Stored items
◇ ◇ ◇ ◇ ◇
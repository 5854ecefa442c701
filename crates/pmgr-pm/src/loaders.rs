//! File content loaders keyed by extension.
//!
//! The registry maps a lowercase extension with its leading dot (`.txt`,
//! `.json`) to a [`ContentLoader`]. Extensions without a loader are reported
//! by the resolver as unsupported.

use anyhow::Context;
use std::collections::HashMap;
use std::fmt;
use std::path::Path;

/// Turns a file into prompt text.
pub trait ContentLoader: Send + Sync {
    /// Loads the content of `path` as text.
    ///
    /// # Errors
    ///
    /// Returns an error if the file cannot be read or decoded.
    fn load(&self, path: &Path) -> anyhow::Result<String>;
}

/// Reads a file as UTF-8 text.
#[derive(Debug, Default, Clone, Copy)]
pub struct PlainTextLoader;

impl ContentLoader for PlainTextLoader {
    fn load(&self, path: &Path) -> anyhow::Result<String> {
        std::fs::read_to_string(path).with_context(|| format!("reading {}", path.display()))
    }
}

/// Reads a JSON document and re-emits it pretty-printed.
///
/// Invalid JSON is a load failure.
#[derive(Debug, Default, Clone, Copy)]
pub struct JsonLoader;

impl ContentLoader for JsonLoader {
    fn load(&self, path: &Path) -> anyhow::Result<String> {
        let raw =
            std::fs::read_to_string(path).with_context(|| format!("reading {}", path.display()))?;
        let value: serde_json::Value = serde_json::from_str(&raw)
            .with_context(|| format!("parsing {} as json", path.display()))?;
        Ok(serde_json::to_string_pretty(&value)?)
    }
}

/// Adapts a closure into a [`ContentLoader`].
pub struct FnLoader<F>(F);

impl<F> FnLoader<F>
where
    F: Fn(&Path) -> anyhow::Result<String> + Send + Sync,
{
    /// Wraps `f` as a loader.
    pub fn new(f: F) -> Self {
        Self(f)
    }
}

impl<F> ContentLoader for FnLoader<F>
where
    F: Fn(&Path) -> anyhow::Result<String> + Send + Sync,
{
    fn load(&self, path: &Path) -> anyhow::Result<String> {
        (self.0)(path)
    }
}

/// Extensions handled by [`PlainTextLoader`] in the default registry.
pub const TEXT_EXTENSIONS: &[&str] = &[
    ".txt", ".md", ".markdown", ".csv", ".tsv", ".log", ".yaml", ".yml", ".toml", ".xml", ".html",
    ".htm", ".ini", ".py", ".rs", ".js", ".ts", ".sh", ".sql",
];

/// Registry of content loaders keyed by extension.
#[derive(Default)]
pub struct LoaderRegistry {
    loaders: HashMap<String, Box<dyn ContentLoader>>,
}

impl LoaderRegistry {
    /// Creates an empty registry.
    pub fn new() -> Self {
        Self::default()
    }

    /// Creates a registry with the built-in text and JSON loaders.
    pub fn with_defaults() -> Self {
        let mut registry = Self::new();
        for ext in TEXT_EXTENSIONS {
            registry.register(ext, PlainTextLoader);
        }
        registry.register(".json", JsonLoader);
        registry
    }

    /// Registers (or replaces) the loader for `extension`.
    ///
    /// The extension is normalized to lowercase with a leading dot, so
    /// `"TXT"`, `"txt"` and `".txt"` are the same key.
    pub fn register(&mut self, extension: &str, loader: impl ContentLoader + 'static) {
        self.loaders
            .insert(normalize_extension(extension), Box::new(loader));
    }

    /// Looks up the loader for a normalized extension.
    pub fn get(&self, extension: &str) -> Option<&dyn ContentLoader> {
        self.loaders
            .get(&normalize_extension(extension))
            .map(|loader| loader.as_ref())
    }

    /// Returns the registered extensions, sorted.
    pub fn extensions(&self) -> Vec<String> {
        let mut exts: Vec<String> = self.loaders.keys().cloned().collect();
        exts.sort();
        exts
    }
}

impl fmt::Debug for LoaderRegistry {
    fn fmt(&self, f: &mut fmt::Formatter<'_>) -> fmt::Result {
        f.debug_struct("LoaderRegistry")
            .field("extensions", &self.extensions())
            .finish()
    }
}

/// Returns the registry key for a path: lowercase extension with leading dot,
/// or an empty string when the path has no extension.
pub fn extension_key(path: &Path) -> String {
    path.extension()
        .map(|ext| format!(".{}", ext.to_string_lossy().to_lowercase()))
        .unwrap_or_default()
}

fn normalize_extension(extension: &str) -> String {
    let lower = extension.to_lowercase();
    if lower.is_empty() || lower.starts_with('.') {
        lower
    } else {
        format!(".{lower}")
    }
}

#[cfg(test)]
mod tests {
    use super::*;
    use std::fs;
    use tempfile::TempDir;

    #[test]
    fn test_extension_key() {
        assert_eq!(extension_key(Path::new("/a/b/report.TXT")), ".txt");
        assert_eq!(extension_key(Path::new("archive.tar.gz")), ".gz");
        assert_eq!(extension_key(Path::new("Makefile")), "");
    }

    #[test]
    fn test_register_normalizes_keys() {
        let mut registry = LoaderRegistry::new();
        registry.register("TXT", PlainTextLoader);
        assert!(registry.get(".txt").is_some());
        assert!(registry.get("txt").is_some());
        assert_eq!(registry.extensions(), vec![".txt"]);
    }

    #[test]
    fn test_defaults_cover_text_and_json() {
        let registry = LoaderRegistry::with_defaults();
        assert!(registry.get(".md").is_some());
        assert!(registry.get(".json").is_some());
        assert!(registry.get(".pdf").is_none());
    }

    #[test]
    fn test_closure_loader() {
        let mut registry = LoaderRegistry::new();
        registry.register(
            ".upper",
            FnLoader::new(|path: &Path| -> anyhow::Result<String> {
                Ok(fs::read_to_string(path)?.to_uppercase())
            }),
        );

        let temp = TempDir::new().unwrap();
        let path = temp.path().join("note.upper");
        fs::write(&path, "shout").unwrap();

        let loader = registry.get(".upper").unwrap();
        assert_eq!(loader.load(&path).unwrap(), "SHOUT");
    }

    #[test]
    fn test_json_loader_rejects_invalid_json() {
        let temp = TempDir::new().unwrap();
        let path = temp.path().join("bad.json");
        fs::write(&path, "{ not json").unwrap();

        assert!(JsonLoader.load(&path).is_err());
    }

    #[test]
    fn test_json_loader_pretty_prints() {
        let temp = TempDir::new().unwrap();
        let path = temp.path().join("data.json");
        fs::write(&path, r#"{"a":1}"#).unwrap();

        assert_eq!(JsonLoader.load(&path).unwrap(), "{\n  \"a\": 1\n}");
    }
}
◇ ◇ ◇ ◇ ◇
== TASK OBJECTIVE ==
The entries above hold the needed span. Transcribe exactly the lines from the one with "use std::collections::HashMap;" to the one with "pub struct PlainTextLoader;", both included.

== SOLVED PROBLEM ==
use std::collections::HashMap;
use std::fmt;
use std::path::Path;

/// Turns a file into prompt text.
pub trait ContentLoader: Send + Sync {
    /// Loads the content of `path` as text.
    ///
    /// # Errors
    ///
    /// Returns an error if the file cannot be read or decoded.
    fn load(&self, path: &Path) -> anyhow::Result<String>;
}

/// Reads a file as UTF-8 text.
#[derive(Debug, Default, Clone, Copy)]
pub struct PlainTextLoader;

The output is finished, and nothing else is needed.